Deflator PCE, preferowana przez Fed miara inflacji, w maju spadł do 1,4 proc. rdr, wobec 1,7 proc. w IV. Wskaźnik w ujęciu bazowym spadł do 1,4 proc. rdr, wobec 1,5 proc. rdr w kwietniu.

W USA bazowy deflator PCE zniżkuje już od 4 miesięcy - w lutym wynosił jeszcze 1,8 proc. rdr.

Amerykańska Rezerwa Federalna oceniała do tej pory, że niższa presja inflacyjna w USA ma jedynie charakter tymczasowy. W komunikacie z ostatniego posiedzenia napisano jednak, iż Fed "uważnie monitoruje rozwój sytuacji inflacyjnej".

Wydatki amerykańskich konsumentów w maju wzrosły o 0,1 proc. mdm wobec 0,4 proc. w IV. Dochody Amerykanów w maju wzrosły zaś o 0,4 proc. mdm, wobec wzrostu o 0,3 proc. mdm w poprzednim miesiącu. Ekonomiści spodziewali się wzrostu wydatków o 0,1 proc. mdm, a dochodów o 0,3 proc. mdm.
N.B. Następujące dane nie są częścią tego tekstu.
impl InferenceClient {
    pub fn new(runtime: Arc<dyn EndpointRuntime>, endpoint_name: impl Into<String>, encoding: PayloadEncoding) -> Self {
        Self { runtime, endpoint_name: endpoint_name.into(), encoding, audit: None }
    }

    /// Record every successful prediction under `inference_logs/` in `bucket`.
    pub fn with_audit(mut self, store: Arc<dyn ObjectStore>, bucket: impl Into<String>) -> Self {
        self.audit = Some(AuditSink { store, bucket: bucket.into() });
        self
    }

    pub fn endpoint_name(&self) -> &str { &self.endpoint_name }

    pub async fn predict(&self, features: &[f64]) -> Result<PredictionResult, InferenceError> {
        let fv = FeatureVector::new(features.to_vec()).map_err(|e| self.rejected(e))?;
        self.predict_vector(&fv).await
    }

    /// Validate a JSON `features` value and predict.
    pub async fn predict_json(&self, features: &Value) -> Result<PredictionResult, InferenceError> {
        let fv = FeatureVector::from_json(features).map_err(|e| self.rejected(e))?;
        self.predict_vector(&fv).await
    }

    fn rejected(&self, e: ValidationError) -> ValidationError {
        EXTENDED_METRICS.inference.requests_total.with_label_values(&["invalid"]).inc();
        debug!(endpoint = %self.endpoint_name, error = %e, "rejected feature vector");
        e
    }

    #[instrument(skip(self, fv), fields(endpoint = %self.endpoint_name))]
    pub async fn predict_vector(&self, fv: &FeatureVector) -> Result<PredictionResult, InferenceError> {
        let body = fv.encode(self.encoding);
        let started = Instant::now();
        let raw = match self.runtime.invoke(&self.endpoint_name, self.encoding.content_type(), body).await {
            Ok(raw) => raw,
            Err(e) => {
                EXTENDED_METRICS.inference.requests_total.with_label_values(&["error"]).inc();
                warn!(error = %e, "endpoint invocation failed");
                return Err(e.into());
            }
        };
        let elapsed = started.elapsed().as_secs_f64();
        EXTENDED_METRICS.inference.requests_total.with_label_values(&["ok"]).inc();
        EXTENDED_METRICS.inference.latency_seconds.observe(elapsed);

        let result = PredictionResult {
            raw: String::from_utf8_lossy(&raw).trim().to_string(),
            prediction: Prediction::decode(&raw),
            latency_secs: (elapsed * 1000.0).round() / 1000.0,
        };
        debug!(prediction = ?result.prediction, latency = result.latency_secs, "prediction decoded");
        self.write_audit(fv, &result).await;
        Ok(result)
    }

    async fn write_audit(&self, fv: &FeatureVector, result: &PredictionResult) {
        let Some(sink) = &self.audit else { return };
        let now = chrono::Utc::now();
        let record = AuditRecord {
            timestamp: now.to_rfc3339_opts(chrono::SecondsFormat::Millis, true),
            features: fv.values(),
            prediction: &result.raw,
            latency: result.latency_secs,
        };
        let location = ObjectLocation::new(sink.bucket.clone(), format!("inference_logs/{}-{}.json", now.timestamp(), uuid::Uuid::new_v4()));
        let body = match serde_json::to_vec(&record) {
            Ok(b) => b,
            Err(e) => { EXTENDED_METRICS.inference.audit_failures_total.inc(); warn!(error = %e, "audit record not serializable"); return; }
        };
        if let Err(e) = sink.store.put_object(&location, body, "application/json").await {
            EXTENDED_METRICS.inference.audit_failures_total.inc();
            warn!(error = %e, %location, "failed to write audit record");
        }
    }
}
Niskie tempo wzrostu wydatków może sugerować, iż Amerykanie wstrzymują konsumpcję w oczekiwaniu na przyspieszenie wzrostu płac. Dochód rozporządzalny przeciętnego Amerykanina, skorygowany o inflację, w czerwcu wzrósł o 0,6 proc. mdm. Wydatki gospodarstw domowych odpowiadają za ok. 70 proc. gospodarki amerykańskiej.

Dane o dynamice wynagrodzeń oraz raport z rynku pracy za czerwiec zostaną opublikowane w przyszły piątek.

Najwyższy o maja 2014 r. okazał się indeks aktywności sektora wytwórczego (PMI) w rejonie Chicago, który wzrósł w czerwcu do 65,7 pkt. z 59,4 pkt. w poprzednim miesiącu vs. 58,0 pkt. oczekiwań.

Z kolei indeks poziomu optymizmu wśród konsumentów amerykańskich, opracowywany przez Uniwersytet Michigan, wyniósł w czerwcu 95,1 pkt. - podano w końcowym wyliczeniu. Tu spodziewano się 94,5 pkt.

Ostatnie dni drugiego kwartału przyniosły na rynkach podwyższoną zmienność. Inwestorzy przygotowują się na ograniczenie luzowania monetarnego przez banki centralne, co wyraźnie sygnalizowali w ostatnich dniach przedstawiciele Europejskiego Banku Centralnego, Banku Anglii, Narodowego Banku Czeskiego, czy Riksbanku.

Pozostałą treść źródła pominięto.